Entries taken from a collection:
--------------------------------------------------

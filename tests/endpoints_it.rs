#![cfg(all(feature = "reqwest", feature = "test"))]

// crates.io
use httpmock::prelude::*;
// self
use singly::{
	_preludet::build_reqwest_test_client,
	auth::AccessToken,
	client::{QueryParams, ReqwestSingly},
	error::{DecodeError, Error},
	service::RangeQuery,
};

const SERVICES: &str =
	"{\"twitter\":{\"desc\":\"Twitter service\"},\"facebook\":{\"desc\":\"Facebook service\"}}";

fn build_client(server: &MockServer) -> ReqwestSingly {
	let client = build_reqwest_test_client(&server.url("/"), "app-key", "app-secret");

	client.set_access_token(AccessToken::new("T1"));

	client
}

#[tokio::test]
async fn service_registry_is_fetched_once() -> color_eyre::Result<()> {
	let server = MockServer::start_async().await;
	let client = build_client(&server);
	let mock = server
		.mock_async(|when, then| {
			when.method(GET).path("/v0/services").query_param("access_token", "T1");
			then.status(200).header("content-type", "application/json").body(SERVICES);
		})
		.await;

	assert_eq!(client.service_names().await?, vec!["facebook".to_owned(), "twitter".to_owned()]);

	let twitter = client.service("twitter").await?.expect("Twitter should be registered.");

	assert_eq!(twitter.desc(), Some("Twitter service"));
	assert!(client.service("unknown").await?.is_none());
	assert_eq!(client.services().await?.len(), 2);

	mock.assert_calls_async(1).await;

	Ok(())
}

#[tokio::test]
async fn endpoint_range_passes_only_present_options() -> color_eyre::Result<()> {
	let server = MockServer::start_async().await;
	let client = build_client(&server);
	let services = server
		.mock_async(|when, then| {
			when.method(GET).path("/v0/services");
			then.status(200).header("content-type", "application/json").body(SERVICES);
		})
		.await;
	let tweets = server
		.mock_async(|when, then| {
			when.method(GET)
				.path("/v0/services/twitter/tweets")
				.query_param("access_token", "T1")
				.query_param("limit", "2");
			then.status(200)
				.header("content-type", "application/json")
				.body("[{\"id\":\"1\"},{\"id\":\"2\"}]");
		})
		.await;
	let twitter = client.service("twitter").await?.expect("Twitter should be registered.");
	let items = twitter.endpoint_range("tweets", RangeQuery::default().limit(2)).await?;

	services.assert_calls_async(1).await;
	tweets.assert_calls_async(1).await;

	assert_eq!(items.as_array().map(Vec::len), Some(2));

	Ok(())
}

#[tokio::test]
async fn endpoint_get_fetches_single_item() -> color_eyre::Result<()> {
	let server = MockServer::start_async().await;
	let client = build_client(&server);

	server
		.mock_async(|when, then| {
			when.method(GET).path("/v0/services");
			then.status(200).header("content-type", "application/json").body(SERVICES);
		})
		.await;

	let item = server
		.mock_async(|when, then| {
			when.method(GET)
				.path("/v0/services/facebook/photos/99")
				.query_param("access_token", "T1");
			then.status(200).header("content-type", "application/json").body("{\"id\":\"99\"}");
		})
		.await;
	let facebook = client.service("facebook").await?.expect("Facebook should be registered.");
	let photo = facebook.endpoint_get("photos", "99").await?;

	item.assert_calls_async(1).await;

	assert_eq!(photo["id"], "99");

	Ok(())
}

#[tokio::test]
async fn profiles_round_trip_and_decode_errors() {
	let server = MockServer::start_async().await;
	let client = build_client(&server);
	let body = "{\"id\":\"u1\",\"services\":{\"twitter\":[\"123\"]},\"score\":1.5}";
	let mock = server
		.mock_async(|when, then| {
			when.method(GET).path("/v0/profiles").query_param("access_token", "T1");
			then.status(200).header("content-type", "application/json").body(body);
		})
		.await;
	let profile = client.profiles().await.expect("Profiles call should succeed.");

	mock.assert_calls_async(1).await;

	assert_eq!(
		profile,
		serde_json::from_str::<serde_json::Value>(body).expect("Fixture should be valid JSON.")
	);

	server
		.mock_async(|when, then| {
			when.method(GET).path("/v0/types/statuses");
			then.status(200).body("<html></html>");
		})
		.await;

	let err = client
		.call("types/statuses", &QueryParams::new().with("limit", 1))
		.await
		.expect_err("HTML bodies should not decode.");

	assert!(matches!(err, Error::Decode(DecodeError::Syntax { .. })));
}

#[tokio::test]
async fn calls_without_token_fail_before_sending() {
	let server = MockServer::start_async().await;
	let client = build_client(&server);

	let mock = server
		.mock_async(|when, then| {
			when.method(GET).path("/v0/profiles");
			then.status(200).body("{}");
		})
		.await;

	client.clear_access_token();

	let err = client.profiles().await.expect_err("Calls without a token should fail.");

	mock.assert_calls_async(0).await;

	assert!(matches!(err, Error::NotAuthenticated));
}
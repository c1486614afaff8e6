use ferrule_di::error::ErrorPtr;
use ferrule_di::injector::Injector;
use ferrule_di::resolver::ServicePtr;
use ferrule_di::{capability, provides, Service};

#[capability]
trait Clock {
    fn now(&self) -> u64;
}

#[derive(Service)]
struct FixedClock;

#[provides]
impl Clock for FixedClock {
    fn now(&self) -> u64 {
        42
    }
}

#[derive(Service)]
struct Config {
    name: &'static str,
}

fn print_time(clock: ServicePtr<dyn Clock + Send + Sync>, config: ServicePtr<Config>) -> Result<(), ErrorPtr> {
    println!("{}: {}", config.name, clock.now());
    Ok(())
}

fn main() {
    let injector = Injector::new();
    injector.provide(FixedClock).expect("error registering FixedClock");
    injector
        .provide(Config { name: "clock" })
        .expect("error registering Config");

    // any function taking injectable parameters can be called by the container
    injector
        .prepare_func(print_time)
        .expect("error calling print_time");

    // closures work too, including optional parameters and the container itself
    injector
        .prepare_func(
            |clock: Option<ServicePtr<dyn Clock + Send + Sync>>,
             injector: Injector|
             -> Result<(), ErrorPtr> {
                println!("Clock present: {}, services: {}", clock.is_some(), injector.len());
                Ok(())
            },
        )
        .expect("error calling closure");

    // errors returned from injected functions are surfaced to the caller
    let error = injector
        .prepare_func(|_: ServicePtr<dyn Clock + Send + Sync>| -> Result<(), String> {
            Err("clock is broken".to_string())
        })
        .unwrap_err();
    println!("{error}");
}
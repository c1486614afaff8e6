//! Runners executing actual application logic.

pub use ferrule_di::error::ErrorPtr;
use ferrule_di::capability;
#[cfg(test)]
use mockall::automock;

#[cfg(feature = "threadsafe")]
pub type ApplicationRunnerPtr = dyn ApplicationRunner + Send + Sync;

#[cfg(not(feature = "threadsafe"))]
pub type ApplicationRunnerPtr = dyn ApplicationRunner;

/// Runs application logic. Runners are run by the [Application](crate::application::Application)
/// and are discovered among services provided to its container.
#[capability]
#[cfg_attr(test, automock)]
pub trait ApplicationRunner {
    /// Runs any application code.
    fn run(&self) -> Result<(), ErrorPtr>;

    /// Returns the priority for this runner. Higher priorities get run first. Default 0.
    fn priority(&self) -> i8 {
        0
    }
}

--------------------------------------------------

[Exercise instructions] Reproduce every record above exactly as it appears.

[Solution to this task]
filename tests/endpoints_it.rs
#![cfg(all(feature = "reqwest", feature = "test"))]

// crates.io
use httpmock::prelude::*;
// self
use singly::{
	_preludet::build_reqwest_test_client,
	auth::AccessToken,
	client::{QueryParams, ReqwestSingly},
	error::{DecodeError, Error},
	service::RangeQuery,
};

const SERVICES: &str =
	"{\"twitter\":{\"desc\":\"Twitter service\"},\"facebook\":{\"desc\":\"Facebook service\"}}";

fn build_client(server: &MockServer) -> ReqwestSingly {
	let client = build_reqwest_test_client(&server.url("/"), "app-key", "app-secret");

	client.set_access_token(AccessToken::new("T1"));

	client
}

#[tokio::test]
async fn service_registry_is_fetched_once() -> color_eyre::Result<()> {
	let server = MockServer::start_async().await;
	let client = build_client(&server);
	let mock = server
		.mock_async(|when, then| {
			when.method(GET).path("/v0/services").query_param("access_token", "T1");
			then.status(200).header("content-type", "application/json").body(SERVICES);
		})
		.await;

	assert_eq!(client.service_names().await?, vec!["facebook".to_owned(), "twitter".to_owned()]);

	let twitter = client.service("twitter").await?.expect("Twitter should be registered.");

	assert_eq!(twitter.desc(), Some("Twitter service"));
	assert!(client.service("unknown").await?.is_none());
	assert_eq!(client.services().await?.len(), 2);

	mock.assert_calls_async(1).await;

	Ok(())
}

#[tokio::test]
async fn endpoint_range_passes_only_present_options() -> color_eyre::Result<()> {
	let server = MockServer::start_async().await;
	let client = build_client(&server);
	let services = server
		.mock_async(|when, then| {
			when.method(GET).path("/v0/services");
			then.status(200).header("content-type", "application/json").body(SERVICES);
		})
		.await;
	let tweets = server
		.mock_async(|when, then| {
			when.method(GET)
				.path("/v0/services/twitter/tweets")
				.query_param("access_token", "T1")
				.query_param("limit", "2");
			then.status(200)
				.header("content-type", "application/json")
				.body("[{\"id\":\"1\"},{\"id\":\"2\"}]");
		})
		.await;
	let twitter = client.service("twitter").await?.expect("Twitter should be registered.");
	let items = twitter.endpoint_range("tweets", RangeQuery::default().limit(2)).await?;

	services.assert_calls_async(1).await;
	tweets.assert_calls_async(1).await;

	assert_eq!(items.as_array().map(Vec::len), Some(2));

	Ok(())
}

#[tokio::test]
async fn endpoint_get_fetches_single_item() -> color_eyre::Result<()> {
	let server = MockServer::start_async().await;
	let client = build_client(&server);

	server
		.mock_async(|when, then| {
			when.method(GET).path("/v0/services");
			then.status(200).header("content-type", "application/json").body(SERVICES);
		})
		.await;

	let item = server
		.mock_async(|when, then| {
			when.method(GET)
				.path("/v0/services/facebook/photos/99")
				.query_param("access_token", "T1");
			then.status(200).header("content-type", "application/json").body("{\"id\":\"99\"}");
		})
		.await;
	let facebook = client.service("facebook").await?.expect("Facebook should be registered.");
	let photo = facebook.endpoint_get("photos", "99").await?;

	item.assert_calls_async(1).await;

	assert_eq!(photo["id"], "99");

	Ok(())
}

#[tokio::test]
async fn profiles_round_trip_and_decode_errors() {
	let server = MockServer::start_async().await;
	let client = build_client(&server);
	let body = "{\"id\":\"u1\",\"services\":{\"twitter\":[\"123\"]},\"score\":1.5}";
	let mock = server
		.mock_async(|when, then| {
			when.method(GET).path("/v0/profiles").query_param("access_token", "T1");
			then.status(200).header("content-type", "application/json").body(body);
		})
		.await;
	let profile = client.profiles().await.expect("Profiles call should succeed.");

	mock.assert_calls_async(1).await;

	assert_eq!(
		profile,
		serde_json::from_str::<serde_json::Value>(body).expect("Fixture should be valid JSON.")
	);

	server
		.mock_async(|when, then| {
			when.method(GET).path("/v0/types/statuses");
			then.status(200).body("<html></html>");
		})
		.await;

	let err = client
		.call("types/statuses", &QueryParams::new().with("limit", 1))
		.await
		.expect_err("HTML bodies should not decode.");

	assert!(matches!(err, Error::Decode(DecodeError::Syntax { .. })));
}

#[tokio::test]
async fn calls_without_token_fail_before_sending() {
	let server = MockServer::start_async().await;
	let client = build_client(&server);

	let mock = server
		.mock_async(|when, then| {
			when.method(GET).path("/v0/profiles");
			then.status(200).body("{}");
		})
		.await;

	client.clear_access_token();

	let err = client.profiles().await.expect_err("Calls without a token should fail.");

	mock.assert_calls_async(0).await;

	assert!(matches!(err, Error::NotAuthenticated));
}
repository c1486614afaff8e6
use ferrule_di::error::ErrorPtr;
use ferrule_di::injector::Injector;
use ferrule_di::resolver::ServicePtr;
use ferrule_di::{capability, provides, Service};

#[capability]
trait Clock {
    fn now(&self) -> u64;
}

#[derive(Service)]
struct FixedClock;

#[provides]
impl Clock for FixedClock {
    fn now(&self) -> u64 {
        42
    }
}

#[derive(Service)]
struct Config {
    name: &'static str,
}

fn print_time(clock: ServicePtr<dyn Clock + Send + Sync>, config: ServicePtr<Config>) -> Result<(), ErrorPtr> {
    println!("{}: {}", config.name, clock.now());
    Ok(())
}

fn main() {
    let injector = Injector::new();
    injector.provide(FixedClock).expect("error registering FixedClock");
    injector
        .provide(Config { name: "clock" })
        .expect("error registering Config");

    // any function taking injectable parameters can be called by the container
    injector
        .prepare_func(print_time)
        .expect("error calling print_time");

    // closures work too, including optional parameters and the container itself
    injector
        .prepare_func(
            |clock: Option<ServicePtr<dyn Clock + Send + Sync>>,
             injector: Injector|
             -> Result<(), ErrorPtr> {
                println!("Clock present: {}, services: {}", clock.is_some(), injector.len());
                Ok(())
            },
        )
        .expect("error calling closure");

    // errors returned from injected functions are surfaced to the caller
    let error = injector
        .prepare_func(|_: ServicePtr<dyn Clock + Send + Sync>| -> Result<(), String> {
            Err("clock is broken".to_string())
        })
        .unwrap_err();
    println!("{error}");
}
repository c1486614afaff8e6
//! Runners executing actual application logic.

pub use ferrule_di::error::ErrorPtr;
use ferrule_di::capability;
#[cfg(test)]
use mockall::automock;

#[cfg(feature = "threadsafe")]
pub type ApplicationRunnerPtr = dyn ApplicationRunner + Send + Sync;

#[cfg(not(feature = "threadsafe"))]
pub type ApplicationRunnerPtr = dyn ApplicationRunner;

/// Runs application logic. Runners are run by the [Application](crate::application::Application)
/// and are discovered among services provided to its container.
#[capability]
#[cfg_attr(test, automock)]
pub trait ApplicationRunner {
    /// Runs any application code.
    fn run(&self) -> Result<(), ErrorPtr>;

    /// Returns the priority for this runner. Higher priorities get run first. Default 0.
    fn priority(&self) -> i8 {
        0
    }
}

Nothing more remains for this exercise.